In the nineteenth century, as the field of historical linguistics progressed, and Bible-based models of history fell into disrepute, Sanskrit lost priority. In line with mid to late nineteenth century ideas, an Aryan 'invasion' became the vehicle of the language transfer. Max Muller estimated the date to be around 1500–1200 B.C.E., a date also supported by more recent scholars.
The Indus Valley civilization, discovered in the 1920s, had been unknown to nineteenth century scholars. The discovery of the Harappa and Mohenjo-daro sites changed the theory. It transformed from an invasion of advanced Aryan people into an aboriginal population to an invasion of nomadic barbarians on an advanced urban civilization. In the later twentieth century, ideas refined. Migration and acculturation have become viewed as the method Indo-Aryan spread into northwest India around 1700 B.C.E. Those changes square with changes in thinking about language transfer in general, such as the migration of the Greeks into Greece (between 2100 and 1600 B.C.E.), or the Indo-Europeanization of Western Europe (between 2200 and 1300 B.C.E.).
The debate over such a migration, and the accompanying influx of elements of Vedic religion from Central Asia, has led to hot debate in India. Foremost, Hindutva (Hindu nationalist) organizations oppose the concept.
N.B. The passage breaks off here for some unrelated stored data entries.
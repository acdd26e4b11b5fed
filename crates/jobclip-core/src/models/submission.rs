//! Data flowing through the pipeline: raw clipboard text, extracted fields
//! and the finalized output record.

use std::fmt;
use std::str::FromStr;

use chrono::NaiveDateTime;
use serde::{Deserialize, Serialize};

use crate::error::ExtractionError;

/// Placeholder used when a field is left blank at confirmation time.
pub const UNKNOWN: &str = "Unknown";

/// Timestamp layout used in output file names.
pub const TIMESTAMP_FORMAT: &str = "%Y-%m-%d_%H-%M";

/// Clipboard text as it was captured. Immutable input to extraction.
#[derive(Debug, Clone, PartialEq, Eq)]
pub struct RawSubmission {
    text: String,
}

impl RawSubmission {
    /// Wrap raw text, rejecting empty or whitespace-only input.
    pub fn new(text: impl Into<String>) -> Result<Self, ExtractionError> {
        let text = text.into();
        if text.trim().is_empty() {
            return Err(ExtractionError::EmptyInput);
        }
        Ok(Self { text })
    }

    /// The original text, untouched.
    pub fn text(&self) -> &str {
        &self.text
    }

    /// Non-empty lines, trimmed, in order.
    pub fn lines(&self) -> impl Iterator<Item = &str> {
        self.text.lines().map(str::trim).filter(|l| !l.is_empty())
    }
}

/// Best-guess job title and company. Either may be missing.
#[derive(Debug, Clone, Default, PartialEq, Eq, Serialize, Deserialize)]
pub struct ExtractedFields {
    pub title: Option<String>,
    pub company: Option<String>,
}

impl ExtractedFields {
    pub fn new(title: Option<String>, company: Option<String>) -> Self {
        Self { title, company }
    }
}

/// Output file format.
#[derive(Debug, Clone, Copy, Default, PartialEq, Eq, Hash, Serialize, Deserialize)]
#[serde(rename_all = "lowercase")]
pub enum OutputFormat {
    /// Plain UTF-8 text.
    #[default]
    Txt,
    /// Word-processor document.
    Docx,
}

impl OutputFormat {
    /// File extension without the leading dot.
    pub fn extension(&self) -> &'static str {
        match self {
            Self::Txt => "txt",
            Self::Docx => "docx",
        }
    }
}

impl fmt::Display for OutputFormat {
    fn fmt(&self, f: &mut fmt::Formatter<'_>) -> fmt::Result {
        f.write_str(self.extension())
    }
}

impl FromStr for OutputFormat {
    type Err = String;

    fn from_str(s: &str) -> Result<Self, Self::Err> {
        let normalized = s.trim().trim_start_matches('.').to_ascii_lowercase();
        match normalized.as_str() {
            "txt" => Ok(Self::Txt),
            "docx" => Ok(Self::Docx),
            _ => Err(format!("unsupported output format: {}", s.trim())),
        }
    }
}

/// Everything needed to produce exactly one output file.
///
/// Built once at write time; both fields are guaranteed non-empty.
#[derive(Debug, Clone, PartialEq, Eq)]
pub struct OutputRecord {
    company: String,
    title: String,
    timestamp: String,
    body: String,
    format: OutputFormat,
}

impl OutputRecord {
    /// Create a record, substituting [`UNKNOWN`] for blank fields.
    pub fn new(
        company: &str,
        title: &str,
        body: impl Into<String>,
        format: OutputFormat,
        created_at: NaiveDateTime,
    ) -> Self {
        Self {
            company: non_blank(company),
            title: non_blank(title),
            timestamp: created_at.format(TIMESTAMP_FORMAT).to_string(),
            body: body.into(),
            format,
        }
    }

    pub fn company(&self) -> &str {
        &self.company
    }

    pub fn title(&self) -> &str {
        &self.title
    }

    pub fn timestamp(&self) -> &str {
        &self.timestamp
    }

    pub fn body(&self) -> &str {
        &self.body
    }

    pub fn format(&self) -> OutputFormat {
        self.format
    }
}

fn non_blank(value: &str) -> String {
    let value = value.trim();
    if value.is_empty() {
        UNKNOWN.to_string()
    } else {
        value.to_string()
    }
}
//! Pure FSRS spaced-repetition scheduling engine.
//!
//! Callers feed `(state, rating, config, now)` in and get a new state
//! plus the scheduled interval back. The engine never reads a clock,
//! touches a database, or talks to the network; persistence and
//! per-card review serialization belong to the caller.
//!
//! Algorithm reference: https://github.com/open-spaced-repetition/fsrs4anki/wiki/The-Algorithm

pub mod config;
pub mod error;
pub mod fsrs;
pub mod migrate;
pub mod preview;
pub mod review;
pub mod schedule;
pub mod state;

pub use config::{DEFAULT_WEIGHTS, SchedulerConfig, WEIGHT_COUNT};
pub use error::Error;
pub use fsrs::{MIN_STABILITY, NEUTRAL_DIFFICULTY, Rating};
pub use preview::{SchedulingPreview, preview_all_ratings};
pub use review::{ReviewOutcome, review};
pub use schedule::{format_interval, interval_from_stability};
pub use state::{CardMemoryState, Phase};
Outside India, the perceived political overtones of the theory have less sway. Scholars discuss the concept in the larger framework of Indo-Iranian and Indo-European expansion.
Even though it lies outside the mainstream academic consensus, an "Indian Urheimat" (Out of India OOI) has its proponents. "Out of India" scenarios that locate the Indo-European homeland on the Indian subcontinent have had some currency in Hindu nationalism since the 2000s, but found little support in the academic community.